[libvirt] question about save/restore domain

Daniel P. Berrange berrange at redhat.com
Wed Jul 4 07:48:59 UTC 2012


On Tue, Jul 03, 2012 at 11:44:16PM +0300, Zeeshan Ali (Khattak) wrote:
> On Tue, Jul 3, 2012 at 9:18 PM, Eric Blake <eblake at redhat.com> wrote:
> > On 07/03/2012 11:35 AM, Jovanka Gulicoska wrote:
> >> On Tue, Jul 3, 2012 at 6:01 PM, Eric Blake <eblake at redhat.com> wrote:
> >>>
> >>> On 07/03/2012 06:42 AM, Jovanka Gulicoska wrote:
> >>>> Hi,
> >>>>
> >>>> my name is Jovanka Gulicoska and I'm SoC student. I'm working on
> >>>> implementing save/load of VM in Gnome-Boxes.
> >>>> Something confused me about snapshots. In the documentation about life
> >>>> cycle, in section about Save/Restore is said that domain saved with
> >>>> virDomainSave/virDomainSaveFlags can be restored only once.
> >>>
> >>> Can you point out the URL to that documentation?  It's slightly
> >>> incorrect, and worth patching to make clearer if that would help the
> >>> next person to read them.
> >>
> >> This is in the draft of the documentation:
> >> http://libvirt.org/guide/html-single/#Application_Development_Guide-Lifecycle-Save
> >> --- "For basic usage this implies that a guest can only be restored
> >> once from any given saved state image."
> >
> > Ah, and I think reading that sentence in context clarifies the situation:
> >
> > "Thus when the guest is restored, the underlying guest storage must be
> > in exactly the same state as it was when the guest was initially saved.
> > For basic usage this implies that a guest can only be restored once from
> > any given saved state image.

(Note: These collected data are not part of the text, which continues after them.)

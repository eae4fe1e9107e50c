use std::fmt::Display;

use miette::{miette, LabeledSpan, Report, Severity};

use crate::span::Span;

// Lexer errors

pub fn lex_invalid_imm(span: Span, line: usize, src: &str, text: &str, reason: &str) -> Report {
    miette!(
        severity = Severity::Error,
        code = "lex::bad_imm",
        help = "immediates look like #10, #-3, #0x2A or #017",
        labels = vec![LabeledSpan::at(span, "incorrect immediate")],
        "line {line}: invalid immediate value '{text}': {reason}",
    )
    .with_source_code(src.to_owned())
}

// Assembler errors

pub fn asm_missing_operand(span: Span, line: usize, src: &str, operand: &str) -> Report {
    miette!(
        severity = Severity::Error,
        code = "asm::missing_operand",
        help = "check the number of operands for this instruction",
        labels = vec![LabeledSpan::at(span, "incomplete instruction")],
        "line {line}: instruction missing {operand} operand",
    )
    .with_source_code(src.to_owned())
}

pub fn asm_invalid_register(
    span: Span,
    line: usize,
    src: &str,
    role: &str,
    text: &str,
) -> Report {
    miette!(
        severity = Severity::Error,
        code = "asm::invalid_register",
        help = "general purpose registers are V0 to VF",
        labels = vec![LabeledSpan::at(span, "not a register")],
        "line {line}: invalid {role} register '{text}'",
    )
    .with_source_code(src.to_owned())
}

pub fn asm_invalid_nibble(span: Span, line: usize, src: &str, text: &str) -> Report {
    miette!(
        severity = Severity::Error,
        code = "asm::invalid_nibble",
        help = "the sprite height is an immediate between #1 and #15",
        labels = vec![LabeledSpan::at(span, "not an immediate")],
        "line {line}: invalid 4-bit immediate value '{text}'",
    )
    .with_source_code(src.to_owned())
}

pub fn asm_no_immediate_form(span: Span, line: usize, src: &str, mnemonic: &str) -> Report {
    miette!(
        severity = Severity::Error,
        code = "asm::no_immediate_form",
        help = "only SE, SNE, LD, ADD and RND accept an immediate source",
        labels = vec![LabeledSpan::at(span, "immediate not allowed here")],
        "line {line}: instruction '{mnemonic}' has no immediate form",
    )
    .with_source_code(src.to_owned())
}

pub fn asm_expected_immediate(span: Span, line: usize, src: &str, text: &str) -> Report {
    miette!(
        severity = Severity::Error,
        code = "asm::expected_immediate",
        help = "RND masks a random byte with an immediate, like #0xFF",
        labels = vec![LabeledSpan::at(span, "not an immediate")],
        "line {line}: expected an immediate, found '{text}'",
    )
    .with_source_code(src.to_owned())
}

pub fn asm_undeclared(span: Span, line: usize, src: &str, ident: &str) -> Report {
    miette!(
        severity = Severity::Error,
        code = "asm::undeclared_identifier",
        help = "labels must be defined before they are used",
        labels = vec![LabeledSpan::at(span, "unknown label")],
        "line {line}: use of undeclared identifier '{ident}'",
    )
    .with_source_code(src.to_owned())
}

pub fn asm_invalid_address(span: Span, line: usize, src: &str, text: &str) -> Report {
    miette!(
        severity = Severity::Error,
        code = "asm::invalid_address",
        help = "addresses are immediates like #0x200 or previously defined labels",
        labels = vec![LabeledSpan::at(span, "not an address")],
        "line {line}: invalid address operand '{text}'",
    )
    .with_source_code(src.to_owned())
}

pub fn asm_stray(span: Span, line: usize, src: &str, what: &str, text: &str) -> Report {
    miette!(
        severity = Severity::Error,
        code = "asm::stray_token",
        help = "lines should start with a label or an instruction",
        labels = vec![LabeledSpan::at(span, "unexpected token")],
        "line {line}: stray {what} '{text}'",
    )
    .with_source_code(src.to_owned())
}

pub fn asm_unknown_instruction(span: Span, line: usize, src: &str, text: &str) -> Report {
    miette!(
        severity = Severity::Error,
        code = "asm::unknown_instruction",
        help = "check the list of supported instructions in the documentation",
        labels = vec![LabeledSpan::at(span, "not an instruction")],
        "line {line}: '{text}' is not a supported instruction",
    )
    .with_source_code(src.to_owned())
}

pub fn asm_extra_operand(span: Span, line: usize, src: &str, text: &str) -> Report {
    miette!(
        severity = Severity::Error,
        code = "asm::extra_operand",
        help = "put each instruction on its own line",
        labels = vec![LabeledSpan::at(span, "unexpected operand")],
        "line {line}: unexpected operand '{text}' after complete instruction",
    )
    .with_source_code(src.to_owned())
}

pub fn asm_duplicate_label(span: Span, line: usize, src: &str, label: &str, addr: u16) -> Report {
    miette!(
        severity = Severity::Error,
        code = "asm::duplicate_label",
        help = "labels are only allowed once per file",
        labels = vec![LabeledSpan::at(span, "duplicate label")],
        "line {line}: label '{label}' is already bound to 0x{addr:03X}",
    )
    .with_source_code(src.to_owned())
}

// Assembler warnings

pub fn warn_truncated(
    span: Span,
    line: usize,
    src: &str,
    value: impl Display,
    bits: u8,
) -> Report {
    miette!(
        severity = Severity::Warning,
        code = "asm::truncated",
        help = format!("this operand holds {bits} bits; higher bits are dropped"),
        labels = vec![LabeledSpan::at(span, "out-of-range value")],
        "line {line}: value {value} does not fit in {bits} bits",
    )
    .with_source_code(src.to_owned())
}

pub fn warn_ignored_directive(span: Span, line: usize, src: &str, text: &str) -> Report {
    miette!(
        severity = Severity::Warning,
        code = "asm::directive",
        help = "directives are recognised but not implemented",
        labels = vec![LabeledSpan::at(span, "ignored")],
        "line {line}: directive '{text}' has no effect",
    )
    .with_source_code(src.to_owned())
}

pub fn warn_stray_identifier(span: Span, line: usize, src: &str, text: &str) -> Report {
    miette!(
        severity = Severity::Warning,
        code = "asm::stray_identifier",
        help = "label definitions end with a colon, like `loop:`",
        labels = vec![LabeledSpan::at(span, "ignored")],
        "line {line}: stray identifier '{text}' is ignored",
    )
    .with_source_code(src.to_owned())
}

To allow a guest to be restored from the
> > same saved state multiple times, the application must also have taken a
> > snapshot of the guest storage at time of saving, and explicitly revert
> > to this storage snapshot when restoring."
> >
> > Either you manually revert the storage back to match the save image
> > state before restoring, or you use things in a more basic manner (never
> > touch the storage manually, and therefore restore works only once
> > because the storage was unchanged between the save/restore cycle but is
> > now altered after the successful restore).
> >
> > But you're still welcome to provide a patch; the source code for that
> > page can be found at this repo:
> >  http://libvirt.org/git/?p=libvirt-appdev-guide.git;a=summary
> >
> >>>> So is it better just to use virDomainSnapshotCreateXML instead of
> >>>> virDomainSave/virDomainSaveFlags?
> >>>
> >>> It all depends on what your end goal is with doing a save/load of a VM.

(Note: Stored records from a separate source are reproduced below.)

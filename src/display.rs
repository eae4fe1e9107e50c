/// Display width in pixels.
pub const WIDTH: usize = 64;
/// Display height in pixels.
pub const HEIGHT: usize = 32;
/// Size of the packed 1-bit-per-pixel bitmap.
pub const BITMAP_SIZE: usize = WIDTH * HEIGHT / 8;
/// Size of the expanded RGBA buffer.
pub const BUFFER_SIZE: usize = WIDTH * HEIGHT * 4;

/// Monochrome 64x32 screen.
///
/// Drawing only ever touches the packed bitmap and raises the dirty flag. The RGBA buffer is
/// rebuilt from the bitmap on demand through [`Display::update`].
pub struct Display {
    /// Pixel `n = y * WIDTH + x` lives in byte `n / 8`, bit `n % 8`
    bitmap: [u8; BITMAP_SIZE],
    buffer: Box<[u8; BUFFER_SIZE]>,
    dirty: bool,
}

impl Default for Display {
    fn default() -> Self {
        Self::new()
    }
}

impl Display {
    pub fn new() -> Self {
        Display {
            bitmap: [0; BITMAP_SIZE],
            buffer: Box::new([0; BUFFER_SIZE]),
            dirty: true,
        }
    }

    fn locate(x: usize, y: usize) -> (usize, u8) {
        let pixel = (y % HEIGHT) * WIDTH + (x % WIDTH);
        (pixel / 8, 1 << (pixel % 8))
    }

    /// State of the pixel at `(x, y)`; coordinates wrap.
    pub fn pixel(&self, x: usize, y: usize) -> bool {
        let (byte, bit) = Self::locate(x, y);
        self.bitmap[byte] & bit != 0
    }

    /// Flip the pixel at `(x, y)` if `on` is set. Returns true if a lit pixel was turned off.
    pub fn xor_pixel(&mut self, x: usize, y: usize, on: bool) -> bool {
        if !on {
            return false;
        }
        let (byte, bit) = Self::locate(x, y);
        let collided = self.bitmap[byte] & bit != 0;
        self.bitmap[byte] ^= bit;
        collided
    }

    /// XOR an 8-pixel-wide sprite onto the screen with its top left corner at `(x, y)`,
    /// wrapping on both axes. Returns true on collision.
    pub fn draw_sprite(&mut self, x: usize, y: usize, rows: &[u8]) -> bool {
        let mut collided = false;
        for (dy, row) in rows.iter().enumerate() {
            for dx in 0..8 {
                let on = row & (0x80 >> dx) != 0;
                collided |= self.xor_pixel(x + dx, y + dy, on);
            }
        }
        self.dirty = true;
        collided
    }

    pub fn clear(&mut self) {
        self.bitmap = [0; BITMAP_SIZE];
        self.dirty = true;
    }

    pub fn is_dirty(&self) -> bool {
        self.dirty
    }

    /// Rebuild the RGBA buffer if the bitmap changed since the last call.
    ///
    /// Returns whether the buffer was rebuilt.
    pub fn update(&mut self) -> bool {
        if !self.dirty {
            return false;
        }
        for (pixel, rgba) in self.buffer.chunks_exact_mut(4).enumerate() {
            let lit = self.bitmap[pixel / 8] & (1 << (pixel % 8)) != 0;
            let color = if lit { 255 } else { 0 };
            rgba.copy_from_slice(&[color, color, color, 255]);
        }
        self.dirty = false;
        true
    }

    /// RGBA bytes, row-major, as of the last [`Display::update`].
    pub fn buffer(&self) -> &[u8] {
        &self.buffer[..]
    }

    pub fn bitmap(&self) -> &[u8; BITMAP_SIZE] {
        &self.bitmap
    }

    /// Text rendering, one line per row, `#` for lit pixels.
    pub fn render(&self) -> String {
        let mut out = String::with_capacity((WIDTH + 1) * HEIGHT);
        for y in 0..HEIGHT {
            for x in 0..WIDTH {
                out.push(if self.pixel(x, y) { '#' } else { '.' });
            }
            out.push('\n');
        }
        out
    }
}

#[cfg(test)]
mod tests {
    use super::*;

    #[test]
    fn sprite_xor_and_collision() {
        let mut display = Display::new();
        assert!(!display.draw_sprite(0, 0, &[0xFF]));
        assert!((0..8).all(|x| display.pixel(x, 0)));
        assert!(!display.pixel(8, 0));

        assert!(display.draw_sprite(0, 0, &[0xFF]));
        assert!((0..8).all(|x| !display.pixel(x, 0)));
    }

    #[test]
    fn blank_bits_never_collide() {
        let mut display = Display::new();
        display.draw_sprite(0, 0, &[0xF0]);
        // Overlaps only where the second sprite is clear
        assert!(!display.draw_sprite(0, 0, &[0x0F]));
        assert!((0..8).all(|x| display.pixel(x, 0)));
    }

    #[test]
    fn wraps_on_both_axes() {
        let mut display = Display::new();
        display.draw_sprite(62, 31, &[0xC0 | 0x20, 0x80]);
        assert!(display.pixel(62, 31));
        assert!(display.pixel(63, 31));
        assert!(display.pixel(0, 31));
        assert!(display.pixel(62, 0));
        assert_eq!(display.bitmap().iter().map(|b| b.count_ones()).sum::<u32>(), 4);
    }

    #[test]
    fn bitmap_is_lsb_first() {
        let mut display = Display::new();
        display.draw_sprite(0, 0, &[0x80]);
        display.draw_sprite(9, 1, &[0x80]);
        assert_eq!(display.bitmap()[0], 0x01);
        // Pixel 73 is byte 9, bit 1
        assert_eq!(display.bitmap()[9], 0x02);
    }

    #[test]
    fn lazy_buffer() {
        let mut display = Display::new();
        assert!(display.update());
        assert!(!display.update());
        assert_eq!(&display.buffer()[..4], &[0, 0, 0, 255]);

        display.draw_sprite(1, 0, &[0x80]);
        assert!(display.is_dirty());
        // Untouched until the next update
        assert_eq!(&display.buffer()[4..8], &[0, 0, 0, 255]);
        assert!(display.update());
        assert_eq!(&display.buffer()[4..8], &[255, 255, 255, 255]);
        assert!(!display.is_dirty());

        display.clear();
        assert!(display.is_dirty());
        display.update();
        assert!(display.buffer().chunks(4).all(|px| px == [0, 0, 0, 255]));
    }

    #[test]
    fn render_text() {
        let mut display = Display::new();
        display.draw_sprite(0, 0, &[0xA0]);
        let text = display.render();
        assert_eq!(text.lines().count(), HEIGHT);
        assert!(text.starts_with("#.#....."));
    }
}
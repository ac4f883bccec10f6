use std::time::Duration;

use thiserror::Error;

use crate::proto::command::MessageKind;

/// Errors raised while opening a connection. Nothing is left behind on
/// failure: the port handle and the reader thread are only kept once the
/// whole construction succeeded.
#[derive(Debug, Error)]
pub enum InitError {
    #[error("opening serial port failed: {0}")]
    Port(#[from] serialport::Error),
    #[error("duplicating port handle for the reader failed: {0}")]
    CloneHandle(std::io::Error),
    #[error("spawning reader thread failed: {0}")]
    Spawn(std::io::Error),
    #[error("reader did not start within {0:?}")]
    ReaderStart(Duration),
}

/// Errors raised before any response is awaited.
#[derive(Debug, Error)]
pub enum SendError {
    #[error("reception is stopped ({})", .reason.as_deref().unwrap_or("no reason recorded"))]
    ReceptionStopped { reason: Option<String> },
    #[error("target {target:#04x} is not valid for an upload operation")]
    NotAnUploadTarget { target: u8 },
    #[error("target {target:#04x} is not valid for a download operation")]
    NotADownloadTarget { target: u8 },
    #[error("request payload of {len} bytes exceeds the {max}-byte limit")]
    PayloadTooLong { len: usize, max: usize },
    #[error("writing request failed: {0}")]
    Io(#[from] std::io::Error),
}

/// Errors raised while waiting for or decoding a response.
#[derive(Debug, Error)]
pub enum ReceiveError {
    #[error("no response within {0:?}")]
    Timeout(Duration),
    #[error("response has bad type: expected {expected:?}, got {got:?}")]
    UnexpectedKind {
        expected: MessageKind,
        got: MessageKind,
    },
    #[error("response body could not be decoded")]
    BadPayload,
    #[error("downloaded {len} bytes do not fit the {capacity}-byte output buffer")]
    BufferTooSmall { len: usize, capacity: usize },
}

/// Union error type returned by all operations on an open connection.
#[derive(Debug, Error)]
pub enum CdcError {
    #[error(transparent)]
    Send(#[from] SendError),
    #[error(transparent)]
    Receive(#[from] ReceiveError),
}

> >>>  Do you need fast saves, or is it okay if the save takes several
> >>> seconds?  Will you be loading the state exactly once, or do you plan to
> >>> make it something that the user can revert to multiple times in a row?
> >>
> >> The main idea is to allow the user to save the virtual machine and be
> >> able to load it when he wants and be able to share it with others who
> >> uses Boxes, so the other person can also load it on his machine (in
> >> Boxes).
> >
> > Letting _another_ person load the saved image sounds like some degree of
> > cloning.  Are you trying to clone from an offline state (in which case,
> > it is just as easy to create a new domain from XML pointing to the
> > cloned disks), or are you trying to clone from an online state (where
> > the other user gets to load the domain already booted to the point that
> > the first user had it)?
> 
> Yeah, this feature is about cloning the VM but using a single file
> that has everything about the domain: disk, ram and the config.

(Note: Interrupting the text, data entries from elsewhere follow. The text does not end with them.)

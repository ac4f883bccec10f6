//! Host-side driver for GW-USB radio gateways.
//!
//! The gateway bridges a USB CDC serial endpoint to the SPI bus of a TR
//! radio transceiver module. This crate speaks its `<…\r` line protocol:
//! probing, resets, identification of both the gateway and the TR, SPI
//! status, application data exchange, the custom pass-through mode, and
//! the programming protocol that uploads and downloads TR memory regions
//! (flash, EEPROMs, RF configuration, security material, plugins).
//!
//! A [`Connection`] owns the serial port plus a background reader thread
//! and exposes one method per gateway operation. Requests are strictly
//! one-at-a-time; unsolicited `<DR` data frames from the TR are delivered
//! to a registered listener independently of the request flow.
//!
//! ```no_run
//! use cdclink::Connection;
//!
//! fn main() -> Result<(), Box<dyn std::error::Error>> {
//!     let mut gw = Connection::open("/dev/ttyACM0")?;
//!     if gw.test()? {
//!         let info = gw.usb_info()?;
//!         println!("gateway type: {}", String::from_utf8_lossy(&info.device_type));
//!     }
//!     gw.send_data(&[0x01, 0x02, 0x03])?;
//!     Ok(())
//! }
//! ```

pub mod connection;
pub mod error;
pub mod port;
pub mod proto;

pub use connection::Connection;
pub use error::{CdcError, InitError, ReceiveError, SendError};
pub use proto::command::{
    DataSendResult, DeviceInfo, MessageKind, ModuleInfo, ProgMemResult, ProgModeToggleResult,
    SpiMode, SpiStatus,
};
pub use proto::command::{
    TARGET_EXTERNAL_EEPROM, TARGET_FLASH, TARGET_HWP_CONFIG, TARGET_INTERNAL_EEPROM,
    TARGET_PASSWORD, TARGET_PLUGIN, TARGET_RFPGM_CONFIG, TARGET_RF_BAND, TARGET_UPLOAD_FLAG,
    TARGET_USER_KEY,
};
pub use proto::parser::{parse, ParseOutcome, ParseStatus};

I don't really see that having a single file is at all relevant
to locally cloning VMs. If, however, you are actually trying to
share & distribute VM images between users, this is an entirely
separate concept from save/restore and cloning, and different
factors come into play.

For a start you do not want to be distributing the normal libvirt
XML for the VM. The libvirt XML represents the host-specific config
for a specific instantiation of the VM. When distributing images
you have to have a config format that describes the host-agnostic
requirements of the VM. This is the distinction between libvirt
XML and something like the OVF appliance metadata format.  You'll
find that anyone distributing VM appliances uses a "single file"
simply by virtue of distributing a ZIP/tar.gz file containing the
disk image + OVF metadata + whatever else they desire.